While most marketing professionals understand the value of human interest stories, many struggle to understand what makes a good, press-worthy piece. It’s important to remember that everyone has at least one good story to share — whether they realize it or not. It’s our job as marketing professionals to discover what story that is.
Here’s a list of the top 4 characteristics every good human interest story usually has, along with examples of our own media hits for our healthcare client, Saint Agnes Hospital. If you can identify a unique story for your company to tell that has all (or most) of these characteristics, you may just uncover your next big news hit.

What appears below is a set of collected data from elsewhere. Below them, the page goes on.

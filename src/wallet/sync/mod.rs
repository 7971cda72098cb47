//! Account Synchronization Module
//!
//! This module keeps accounts reconciled with the node. It is composed of several submodules:
//!
//! - `account`: The account orchestrator and the context shared by every account.
//! - `account_store`: The named accounts of one process.
//! - `handlers`: Application of new-transaction and spent-output notifications.
//! - `rescan`: Subscriptions and chain rescans, with progress reporting.
//! - `router`: Correlates node replies with the handlers registered for them.
//! - `ordering`: Makes receives of a self-payment wait for its send record.
//! - `block_gate`: Serializes notification handling per block.
//! - `notified`: Remembers outputs announced as unconfirmed.
//! - `events`: Account events and the handlers that consume them.
//! - `repositories` and `state_persistence`: Writing and restoring account state.

pub mod account;
/// The named accounts of one process
pub mod account_store;
pub mod block_gate;
/// Account events for upstream consumers
pub mod events;
mod handlers;
pub mod notified;
pub mod ordering;
/// Storage backends for account state
pub mod repositories;
pub mod rescan;
pub mod router;
/// Service for writing and restoring account state
pub mod state_persistence;

#[cfg(test)]
pub(crate) mod test_support;

pub use account::{Account, SyncContext};
pub use account_store::AccountStore;
pub use block_gate::{BlockGate, BlockSlot};
pub use events::*;
pub use notified::{NotifiedOutpoints, ReceiptEvent};
pub use ordering::{OrderingWait, PendingSend, SendRecvOrdering};
pub use repositories::{AccountStateRepository, FileAccountStateRepository};
pub use rescan::{RescanProgress, RescanStats, rescan_begin_height};
pub use router::{HandlerControl, NotificationRouter};
pub use state_persistence::StatePersistenceService;
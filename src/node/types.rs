//! Types for node protocol messages and typed notification payloads

use crate::utils::{AddressError, decode_address, decode_base58};
use crate::wallet::{OutPoint, ShaHash, UNCONFIRMED_HEIGHT};

use serde::{Deserialize, Serialize};
use serde_json::{Value, json};
use std::collections::BTreeSet;

/// Prefix of every request identifier this client sends.
pub const REQUEST_TAG: &str = "accountsync";

/// Formats a correlation identifier the way it travels on the wire.
pub fn request_tag(id: u64) -> String {
	format!("{}({})", REQUEST_TAG, id)
}

/// Extracts the correlation identifier from a wire id such as `accountsync(12)`.
pub fn parse_request_tag(tag: &str) -> Option<u64> {
	tag.strip_prefix(REQUEST_TAG)?
		.strip_prefix('(')?
		.strip_suffix(')')?
		.parse()
		.ok()
}

/// Error object attached to a node reply.
#[derive(Debug, Clone, PartialEq, Eq, Serialize, Deserialize)]
pub struct RpcError {
	pub code: i64,
	pub message: String,
}

/// A reply or notification pushed by the node.
#[derive(Debug, Clone, Default, PartialEq, Serialize, Deserialize)]
pub struct NodeReply {
	#[serde(default)]
	pub result: Option<Value>,
	#[serde(default)]
	pub error: Option<RpcError>,
}

impl NodeReply {
	pub fn result(result: Value) -> Self {
		Self {
			result: Some(result),
			error: None,
		}
	}

	/// A reply with a null result. Ends a rescan.
	pub fn done() -> Self {
		Self::default()
	}
}

/// Envelope of every inbound message.
#[derive(Debug, Clone, Deserialize)]
pub struct NodeEnvelope {
	pub id: Option<Value>,
	#[serde(flatten)]
	pub reply: NodeReply,
}

impl NodeEnvelope {
	/// The correlation identifier, when the message carries one of ours.
	pub fn correlation_id(&self) -> Option<u64> {
		self.id.as_ref()?.as_str().and_then(parse_request_tag)
	}
}

/// Requests this engine issues to the node.
#[derive(Debug, Clone, PartialEq, Eq)]
pub enum NodeRequest {
	/// Replay blocks from `begin_height` for `addresses`.
	Rescan {
		begin_height: i32,
		addresses: BTreeSet<String>,
	},
	/// Push new transactions paying to `addresses`.
	NotifyNewTxs { addresses: Vec<String> },
	/// Push a notification when `outpoint` is spent.
	NotifySpent { outpoint: OutPoint },
}

/// A request bound to its correlation identifier.
#[derive(Debug, Clone, PartialEq, Eq)]
pub struct NodeCommand {
	pub id: u64,
	pub request: NodeRequest,
}

impl NodeCommand {
	pub fn new(id: u64, request: NodeRequest) -> Self {
		Self { id, request }
	}

	pub fn method(&self) -> &'static str {
		match self.request {
			NodeRequest::Rescan { .. } => "rescan",
			NodeRequest::NotifyNewTxs { .. } => "notifynewtxs",
			NodeRequest::NotifySpent { .. } => "notifyspent",
		}
	}

	pub fn to_json(&self) -> Value {
		let params = match &self.request {
			NodeRequest::Rescan {
				begin_height,
				addresses,
			} => json!([begin_height, addresses]),
			NodeRequest::NotifyNewTxs { addresses } => json!([addresses]),
			NodeRequest::NotifySpent { outpoint } => {
				json!([outpoint.hash.to_string(), outpoint.index])
			}
		};
		json!({
			"jsonrpc": "1.0",
			"id": request_tag(self.id),
			"method": self.method(),
			"params": params,
		})
	}
}

/// A pushed notification that could not be turned into a typed payload.
#[derive(Debug, thiserror::Error)]
pub enum NotificationError {
	#[error("Unspecified {0}")]
	MissingField(&'static str),

	#[error("Malformed notification: {0}")]
	Malformed(#[from] serde_json::Error),

	#[error("Invalid {field}: {reason}")]
	InvalidField { field: &'static str, reason: String },

	#[error("Cannot decode {field}: {source}")]
	Decode {
		field: &'static str,
		#[source]
		source: AddressError,
	},
}

/// Fields of a transaction notification as they arrive; every one optional
/// so absence can be reported by name.
#[derive(Debug, Deserialize)]
struct RawTxNotification {
	receiver: Option<String>,
	height: Option<i64>,
	blockhash: Option<String>,
	blockindex: Option<i32>,
	blocktime: Option<i64>,
	txid: Option<String>,
	txoutindex: Option<u32>,
	amount: Option<i64>,
	pkscript: Option<String>,
	spent: Option<bool>,
}

/// A new transaction output paying to one of the account's addresses.
#[derive(Debug, Clone, PartialEq, Eq)]
pub struct TxNotification {
	pub receiver: String,
	pub receiver_hash: Vec<u8>,
	/// Block height, or [`UNCONFIRMED_HEIGHT`] for mempool transactions.
	pub height: i32,
	pub block_hash: ShaHash,
	pub block_index: i32,
	pub block_time: i64,
	pub txid: ShaHash,
	pub tx_out_index: u32,
	/// Amount in minor units.
	pub amount: u64,
	pub pk_script: Vec<u8>,
	pub spent: bool,
}

impl TxNotification {
	pub fn outpoint(&self) -> OutPoint {
		OutPoint::new(self.txid, self.tx_out_index)
	}

	pub fn is_confirmed(&self) -> bool {
		self.height != UNCONFIRMED_HEIGHT
	}

	pub fn from_value(value: &Value) -> Result<Self, NotificationError> {
		let raw: RawTxNotification = serde_json::from_value(value.clone())?;

		let receiver = raw.receiver.ok_or(NotificationError::MissingField("receiver"))?;
		let (receiver_hash, _) = decode_address(&receiver).map_err(|source| {
			NotificationError::Decode {
				field: "receiver",
				source,
			}
		})?;

		let height = raw.height.ok_or(NotificationError::MissingField("height"))?;
		let height = match i32::try_from(height) {
			Ok(h) if h >= 0 || h == UNCONFIRMED_HEIGHT => h,
			_ => {
				return Err(NotificationError::InvalidField {
					field: "height",
					reason: format!("{} is not a block height", height),
				});
			}
		};

		// Mempool transactions carry no block, and the node may send an empty hash.
		let block_hash = match raw.blockhash {
			Some(hash) if hash.is_empty() && height == UNCONFIRMED_HEIGHT => ShaHash::ZERO,
			other => parse_hash(other, "blockhash")?,
		};
		let block_index = raw.blockindex.ok_or(NotificationError::MissingField("blockindex"))?;
		let block_time = raw.blocktime.ok_or(NotificationError::MissingField("blocktime"))?;
		let txid = parse_hash(raw.txid, "txid")?;
		let tx_out_index = raw.txoutindex.ok_or(NotificationError::MissingField("txoutindex"))?;

		let amount = raw.amount.ok_or(NotificationError::MissingField("amount"))?;
		let amount = u64::try_from(amount).map_err(|_| NotificationError::InvalidField {
			field: "amount",
			reason: format!("negative amount {}", amount),
		})?;

		let pk_script = raw.pkscript.ok_or(NotificationError::MissingField("pkscript"))?;
		let pk_script = decode_base58(&pk_script).map_err(|source| NotificationError::Decode {
			field: "pkscript",
			source,
		})?;

		Ok(Self {
			receiver,
			receiver_hash,
			height,
			block_hash,
			block_index,
			block_time,
			txid,
			tx_out_index,
			amount,
			pk_script,
			spent: raw.spent.unwrap_or(false),
		})
	}
}

#[derive(Debug, Deserialize)]
struct RawSpentNotification {
	txhash: Option<String>,
	index: Option<u32>,
}

/// An output of the account was spent.
#[derive(Debug, Clone, Copy, PartialEq, Eq)]
pub struct SpentNotification {
	pub outpoint: OutPoint,
}

impl SpentNotification {
	pub fn from_value(value: &Value) -> Result<Self, NotificationError> {
		let raw: RawSpentNotification = serde_json::from_value(value.clone())?;
		let hash = parse_hash(raw.txhash, "txhash")?;
		let index = raw.index.ok_or(NotificationError::MissingField("index"))?;
		Ok(Self {
			outpoint: OutPoint::new(hash, index),
		})
	}
}

fn parse_hash(s: Option<String>, field: &'static str) -> Result<ShaHash, NotificationError> {
	s.ok_or(NotificationError::MissingField(field))?
		.parse()
		.map_err(|source| NotificationError::Decode { field, source })
}

/// Error types for node transport operations
#[derive(Debug, thiserror::Error)]
pub enum NodeError {
	#[error("WebSocket error: {0}")]
	WebSocketError(#[from] tokio_tungstenite::tungstenite::Error),

	#[error("JSON parse error: {0}")]
	JsonError(#[from] serde_json::Error),

	#[error("Connection closed")]
	ConnectionClosed,

	#[error("RPC error {}: {}", .0.code, .0.message)]
	Rpc(RpcError),
}

#[cfg(test)]
mod tests {
	use super::*;
	use crate::wallet::sync::test_support::tx_payload;

	#[test]
	fn request_tags_round_trip() {
		assert_eq!(parse_request_tag(&request_tag(42)), Some(42));
		assert_eq!(parse_request_tag("accountsync(x)"), None);
		assert_eq!(parse_request_tag("other(4)"), None);
	}

	#[test]
	fn parses_well_formed_tx_notification() {
		let n = TxNotification::from_value(&tx_payload(3, 1, 120, 5000)).unwrap();
		assert_eq!(n.height, 120);
		assert_eq!(n.receiver_hash, vec![3; 20]);
		assert_eq!(n.outpoint(), OutPoint::new(ShaHash([3; 32]), 1));
		assert_eq!(n.pk_script, vec![0x76, 0xa9, 0x14]);
		assert!(n.is_confirmed());
		assert!(!n.spent);
	}

	#[test]
	fn missing_field_is_reported_by_name() {
		let mut payload = tx_payload(3, 1, -1, 5000);
		payload.as_object_mut().unwrap().remove("txid");
		assert!(matches!(
			TxNotification::from_value(&payload),
			Err(NotificationError::MissingField("txid"))
		));
	}

	#[test]
	fn mistyped_field_is_malformed() {
		let mut payload = tx_payload(3, 1, -1, 5000);
		payload["amount"] = json!("lots");
		assert!(matches!(
			TxNotification::from_value(&payload),
			Err(NotificationError::Malformed(_))
		));
	}

	#[test]
	fn bad_receiver_is_a_decode_failure() {
		let mut payload = tx_payload(3, 1, -1, 5000);
		payload["receiver"] = json!("not-an-address");
		assert!(matches!(
			TxNotification::from_value(&payload),
			Err(NotificationError::Decode { field: "receiver", .. })
		));
	}

	#[test]
	fn empty_block_hash_is_accepted_only_while_unconfirmed() {
		let mut pending = tx_payload(3, 1, -1, 5000);
		pending["blockhash"] = json!("");
		let n = TxNotification::from_value(&pending).unwrap();
		assert_eq!(n.block_hash, ShaHash::ZERO);

		let mut mined = tx_payload(3, 1, 120, 5000);
		mined["blockhash"] = json!("");
		assert!(matches!(
			TxNotification::from_value(&mined),
			Err(NotificationError::Decode { field: "blockhash", .. })
		));
	}

	#[test]
	fn negative_heights_other_than_unconfirmed_are_rejected() {
		let payload = tx_payload(3, 1, -2, 5000);
		assert!(matches!(
			TxNotification::from_value(&payload),
			Err(NotificationError::InvalidField { field: "height", .. })
		));
	}

	#[test]
	fn spent_notification_requires_both_fields() {
		let hash = ShaHash([5; 32]).to_string();
		let n = SpentNotification::from_value(&json!({"txhash": hash, "index": 2})).unwrap();
		assert_eq!(n.outpoint.index, 2);

		assert!(matches!(
			SpentNotification::from_value(&json!({"txhash": hash})),
			Err(NotificationError::MissingField("index"))
		));
		assert!(SpentNotification::from_value(&json!({"txhash": "00", "index": 2})).is_err());
	}

	#[test]
	fn commands_serialize_with_tagged_id() {
		let cmd = NodeCommand::new(
			7,
			NodeRequest::Rescan {
				begin_height: 10,
				addresses: ["b".to_string(), "a".to_string()].into(),
			},
		);
		let v = cmd.to_json();
		assert_eq!(v["id"], "accountsync(7)");
		assert_eq!(v["method"], "rescan");
		assert_eq!(v["params"], json!([10, ["a", "b"]]));
	}

	#[test]
	fn envelope_extracts_correlation_id() {
		let env: NodeEnvelope =
			serde_json::from_str(r#"{"id":"accountsync(3)","result":null,"error":null}"#).unwrap();
		assert_eq!(env.correlation_id(), Some(3));
		assert!(env.reply.result.is_none());
	}
}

Reporters are always tuned into stories that are timely – whether they’re centered around a holiday, a hot topic or a major event. Find ways to insert yourself into relevant and timely conversations. That’s what Vitamin did for our client Saint Agnes Hospital during American Heart Month in February. Hattie Carter, who previously suffered from high blood pressure and heart disease, was profiled in local newspapers about her involvement in Saint Agnes’ Heart-to-Heart program and her journey back to good health. Not only did her story promote the hospital’s program, it also tied into the bigger national conversation of heart disease and the Valentine’s Day holiday.
2. Local Focus
If you have an exciting story that is unique to a specific community, the local media in that area are likely to be very interested. For example, Vitamin secured an award-winning human intereststory in the Howard County Times about a woman who is more than just a Howard County resident – she is a community leader. Tami Scovitch is a volunteer firefighter at a local station and had organized many fundraising events for residents in need. When she was diagnosed with breast cancer, the Howard County community came together to raise money for her treatment at Saint Agnes Hospital. This heartwarming human interest story about the strength of a community made the front page of the Howard County Times.
3. Community Impact
Everyone loves a feel-good story about neighbors helping neighbors. Take Carole Ferrante, a high school gym teacher and Saint Agnes bariatric surgery patient who used her life-changing weight loss experience to start a weight loss program for others in her community. Her story highlighted the positive impact of Saint Agnes’ bariatric surgery program and provided an emotional connection to her community peers.
The easiest potential human interest stories to spot are the ones that are rare. The media love to be the first to break news and share content that no one else is talking about. If your company has a story to share that hasn’t been talked about before, you have a high chance of securing coverage. When our agency heard about the story of Heidi the dog who sniffed out her owner’s lung cancer, we knew we had an incredible story to share with the media. Rare stories offer a wow factor that the media just can’t pass up.
As you search for your next human interest story, keep these four characteristics in mind so you can more easily evaluate the newsworthiness of your ideas. You can also consider things like stories that share an act of courage, unsung heroes or pets that can build a press-worthy story.